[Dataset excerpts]
┏━━

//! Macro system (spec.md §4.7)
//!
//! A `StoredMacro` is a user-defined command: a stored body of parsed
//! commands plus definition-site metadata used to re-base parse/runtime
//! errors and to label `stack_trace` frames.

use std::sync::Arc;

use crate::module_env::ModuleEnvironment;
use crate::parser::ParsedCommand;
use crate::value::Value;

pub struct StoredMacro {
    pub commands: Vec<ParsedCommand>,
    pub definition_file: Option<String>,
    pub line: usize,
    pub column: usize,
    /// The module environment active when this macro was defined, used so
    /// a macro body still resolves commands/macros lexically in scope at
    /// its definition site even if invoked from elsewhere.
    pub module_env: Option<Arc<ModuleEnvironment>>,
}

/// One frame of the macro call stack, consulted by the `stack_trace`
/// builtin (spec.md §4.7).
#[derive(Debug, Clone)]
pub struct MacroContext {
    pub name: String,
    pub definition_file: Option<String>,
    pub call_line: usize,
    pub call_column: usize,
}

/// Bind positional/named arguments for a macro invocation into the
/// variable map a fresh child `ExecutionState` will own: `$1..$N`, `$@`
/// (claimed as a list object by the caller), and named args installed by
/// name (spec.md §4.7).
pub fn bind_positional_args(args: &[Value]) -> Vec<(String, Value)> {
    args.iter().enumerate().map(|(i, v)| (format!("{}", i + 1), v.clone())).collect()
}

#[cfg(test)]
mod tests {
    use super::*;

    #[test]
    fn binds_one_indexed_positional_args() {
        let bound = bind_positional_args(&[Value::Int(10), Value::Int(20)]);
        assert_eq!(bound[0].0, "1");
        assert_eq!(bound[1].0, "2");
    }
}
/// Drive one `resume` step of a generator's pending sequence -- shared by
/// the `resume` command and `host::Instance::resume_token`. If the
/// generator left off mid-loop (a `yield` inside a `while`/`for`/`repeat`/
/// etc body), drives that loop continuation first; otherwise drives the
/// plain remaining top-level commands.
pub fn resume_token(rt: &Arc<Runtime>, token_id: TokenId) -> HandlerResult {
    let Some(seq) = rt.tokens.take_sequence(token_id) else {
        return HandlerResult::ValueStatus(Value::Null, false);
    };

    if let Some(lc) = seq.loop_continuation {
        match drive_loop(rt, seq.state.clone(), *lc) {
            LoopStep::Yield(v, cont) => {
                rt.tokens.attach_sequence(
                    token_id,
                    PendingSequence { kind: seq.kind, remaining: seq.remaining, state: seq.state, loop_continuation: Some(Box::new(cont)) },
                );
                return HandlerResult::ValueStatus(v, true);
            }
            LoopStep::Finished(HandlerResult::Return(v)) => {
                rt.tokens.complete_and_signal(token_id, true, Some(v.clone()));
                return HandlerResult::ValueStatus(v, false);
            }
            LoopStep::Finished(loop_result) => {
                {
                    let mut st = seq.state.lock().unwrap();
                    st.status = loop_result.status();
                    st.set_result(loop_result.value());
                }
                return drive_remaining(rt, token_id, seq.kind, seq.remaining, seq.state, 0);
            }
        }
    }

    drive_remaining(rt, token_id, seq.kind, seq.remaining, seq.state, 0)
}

┗━━
┏━━

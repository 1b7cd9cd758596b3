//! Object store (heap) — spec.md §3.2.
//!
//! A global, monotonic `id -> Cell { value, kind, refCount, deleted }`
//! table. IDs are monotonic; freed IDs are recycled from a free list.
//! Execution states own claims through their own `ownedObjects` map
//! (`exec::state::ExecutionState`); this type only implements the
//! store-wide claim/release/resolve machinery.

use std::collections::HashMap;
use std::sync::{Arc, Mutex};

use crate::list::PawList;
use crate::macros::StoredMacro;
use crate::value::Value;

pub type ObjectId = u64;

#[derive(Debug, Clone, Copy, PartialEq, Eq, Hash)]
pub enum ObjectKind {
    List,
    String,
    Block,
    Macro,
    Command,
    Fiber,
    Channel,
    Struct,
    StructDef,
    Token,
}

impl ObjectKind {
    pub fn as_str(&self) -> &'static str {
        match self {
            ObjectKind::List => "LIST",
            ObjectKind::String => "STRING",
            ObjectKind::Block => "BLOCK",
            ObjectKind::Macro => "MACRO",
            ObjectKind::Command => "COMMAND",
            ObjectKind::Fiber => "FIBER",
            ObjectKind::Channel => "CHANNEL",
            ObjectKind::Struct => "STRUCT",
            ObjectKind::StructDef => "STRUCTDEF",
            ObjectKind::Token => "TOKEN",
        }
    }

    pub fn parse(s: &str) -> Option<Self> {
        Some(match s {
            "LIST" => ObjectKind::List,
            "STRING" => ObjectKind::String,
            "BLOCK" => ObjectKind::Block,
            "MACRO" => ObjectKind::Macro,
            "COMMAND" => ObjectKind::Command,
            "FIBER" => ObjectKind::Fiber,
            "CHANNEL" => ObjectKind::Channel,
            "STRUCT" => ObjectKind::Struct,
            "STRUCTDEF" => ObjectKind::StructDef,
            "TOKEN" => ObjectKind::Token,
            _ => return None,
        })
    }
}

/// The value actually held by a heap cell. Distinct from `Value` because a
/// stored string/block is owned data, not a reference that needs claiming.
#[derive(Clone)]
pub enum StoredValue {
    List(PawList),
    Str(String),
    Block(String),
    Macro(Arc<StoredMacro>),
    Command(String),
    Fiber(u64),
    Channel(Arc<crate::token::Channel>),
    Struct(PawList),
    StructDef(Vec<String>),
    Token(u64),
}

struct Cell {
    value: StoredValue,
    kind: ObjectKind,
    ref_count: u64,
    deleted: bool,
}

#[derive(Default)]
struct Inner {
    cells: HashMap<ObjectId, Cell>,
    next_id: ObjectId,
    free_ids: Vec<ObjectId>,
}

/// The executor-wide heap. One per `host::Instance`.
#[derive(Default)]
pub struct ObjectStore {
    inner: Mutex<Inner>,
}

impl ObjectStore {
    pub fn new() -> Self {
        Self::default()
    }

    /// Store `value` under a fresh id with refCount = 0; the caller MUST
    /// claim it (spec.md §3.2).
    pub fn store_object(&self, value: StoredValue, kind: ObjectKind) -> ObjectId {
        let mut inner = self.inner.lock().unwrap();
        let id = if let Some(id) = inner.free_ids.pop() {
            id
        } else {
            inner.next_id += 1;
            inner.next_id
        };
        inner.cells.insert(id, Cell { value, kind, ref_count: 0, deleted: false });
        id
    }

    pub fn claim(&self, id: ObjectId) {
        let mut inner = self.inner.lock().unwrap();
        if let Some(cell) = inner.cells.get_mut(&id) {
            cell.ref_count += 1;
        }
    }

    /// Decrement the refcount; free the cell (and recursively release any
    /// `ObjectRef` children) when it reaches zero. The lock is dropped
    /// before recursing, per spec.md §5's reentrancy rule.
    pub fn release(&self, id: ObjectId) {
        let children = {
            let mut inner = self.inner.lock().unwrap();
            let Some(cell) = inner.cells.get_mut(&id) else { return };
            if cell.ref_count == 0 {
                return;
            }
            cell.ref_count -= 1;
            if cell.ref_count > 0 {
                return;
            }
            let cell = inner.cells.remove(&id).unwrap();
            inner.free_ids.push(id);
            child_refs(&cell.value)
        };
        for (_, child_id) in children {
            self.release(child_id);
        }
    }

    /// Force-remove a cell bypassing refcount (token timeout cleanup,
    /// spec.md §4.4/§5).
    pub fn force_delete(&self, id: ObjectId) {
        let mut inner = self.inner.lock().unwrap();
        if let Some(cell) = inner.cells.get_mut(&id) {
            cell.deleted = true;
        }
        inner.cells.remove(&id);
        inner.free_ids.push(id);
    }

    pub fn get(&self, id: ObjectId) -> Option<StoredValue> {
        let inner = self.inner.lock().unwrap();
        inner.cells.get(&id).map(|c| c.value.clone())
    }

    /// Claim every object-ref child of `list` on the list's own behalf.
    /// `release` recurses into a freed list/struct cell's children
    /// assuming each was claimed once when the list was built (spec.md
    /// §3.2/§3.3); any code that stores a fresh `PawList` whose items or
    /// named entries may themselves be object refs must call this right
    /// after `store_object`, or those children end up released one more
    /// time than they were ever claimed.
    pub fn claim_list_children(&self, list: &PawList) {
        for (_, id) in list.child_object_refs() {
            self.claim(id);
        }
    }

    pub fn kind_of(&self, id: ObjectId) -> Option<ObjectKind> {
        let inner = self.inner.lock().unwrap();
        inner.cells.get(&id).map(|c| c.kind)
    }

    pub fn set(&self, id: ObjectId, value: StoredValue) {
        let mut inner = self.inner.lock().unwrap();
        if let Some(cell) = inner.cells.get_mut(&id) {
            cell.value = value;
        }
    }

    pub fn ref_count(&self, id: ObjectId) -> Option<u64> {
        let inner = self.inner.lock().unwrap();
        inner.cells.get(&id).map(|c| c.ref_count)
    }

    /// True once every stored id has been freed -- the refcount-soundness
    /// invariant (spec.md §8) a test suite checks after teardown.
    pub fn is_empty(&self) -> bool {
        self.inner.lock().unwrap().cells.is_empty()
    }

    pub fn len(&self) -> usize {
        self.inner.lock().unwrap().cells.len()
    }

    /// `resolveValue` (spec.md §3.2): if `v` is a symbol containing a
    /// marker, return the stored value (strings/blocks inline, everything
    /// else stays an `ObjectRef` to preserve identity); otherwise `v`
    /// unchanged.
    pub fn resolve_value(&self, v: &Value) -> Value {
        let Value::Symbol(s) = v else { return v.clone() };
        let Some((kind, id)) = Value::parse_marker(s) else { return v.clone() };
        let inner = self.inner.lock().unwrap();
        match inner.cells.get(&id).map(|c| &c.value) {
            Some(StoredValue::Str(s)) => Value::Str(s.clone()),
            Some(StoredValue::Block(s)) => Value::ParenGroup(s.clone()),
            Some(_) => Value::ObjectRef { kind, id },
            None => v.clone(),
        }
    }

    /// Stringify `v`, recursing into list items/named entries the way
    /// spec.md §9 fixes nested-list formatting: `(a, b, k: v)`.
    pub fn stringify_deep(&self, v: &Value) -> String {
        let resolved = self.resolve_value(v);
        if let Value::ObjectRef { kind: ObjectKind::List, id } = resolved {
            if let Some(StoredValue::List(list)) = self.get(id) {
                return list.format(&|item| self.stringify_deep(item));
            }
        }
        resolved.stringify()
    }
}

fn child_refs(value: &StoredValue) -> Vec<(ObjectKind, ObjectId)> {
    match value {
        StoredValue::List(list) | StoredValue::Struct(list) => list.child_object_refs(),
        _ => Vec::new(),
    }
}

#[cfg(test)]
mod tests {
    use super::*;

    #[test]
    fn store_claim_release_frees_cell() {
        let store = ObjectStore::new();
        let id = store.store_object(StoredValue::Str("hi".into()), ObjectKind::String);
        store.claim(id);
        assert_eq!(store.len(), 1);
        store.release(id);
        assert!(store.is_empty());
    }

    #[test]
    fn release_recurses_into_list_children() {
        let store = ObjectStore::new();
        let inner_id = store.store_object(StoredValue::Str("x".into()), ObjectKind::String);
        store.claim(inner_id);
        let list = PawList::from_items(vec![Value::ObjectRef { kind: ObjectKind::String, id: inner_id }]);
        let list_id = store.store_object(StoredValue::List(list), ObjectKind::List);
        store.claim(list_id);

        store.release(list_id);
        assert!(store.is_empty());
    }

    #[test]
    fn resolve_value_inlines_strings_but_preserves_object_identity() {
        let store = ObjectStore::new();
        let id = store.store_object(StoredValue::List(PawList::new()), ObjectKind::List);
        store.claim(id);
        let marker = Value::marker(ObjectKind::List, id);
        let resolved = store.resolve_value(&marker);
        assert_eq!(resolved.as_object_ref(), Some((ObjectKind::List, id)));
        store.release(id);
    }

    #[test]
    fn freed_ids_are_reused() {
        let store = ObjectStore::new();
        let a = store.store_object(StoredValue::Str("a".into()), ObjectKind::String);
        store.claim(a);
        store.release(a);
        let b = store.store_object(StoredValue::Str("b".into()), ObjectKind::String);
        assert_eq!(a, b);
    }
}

┗━━
┏━━

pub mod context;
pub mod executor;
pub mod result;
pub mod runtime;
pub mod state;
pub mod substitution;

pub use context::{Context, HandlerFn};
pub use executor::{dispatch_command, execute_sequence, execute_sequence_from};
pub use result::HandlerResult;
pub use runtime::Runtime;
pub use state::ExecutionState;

┗━━

Take the entries above and copy out all lines with the string "Channel".

| Result |
    Channel,
            ObjectKind::Channel => "CHANNEL",
            "CHANNEL" => ObjectKind::Channel,
    Channel(Arc<crate::token::Channel>),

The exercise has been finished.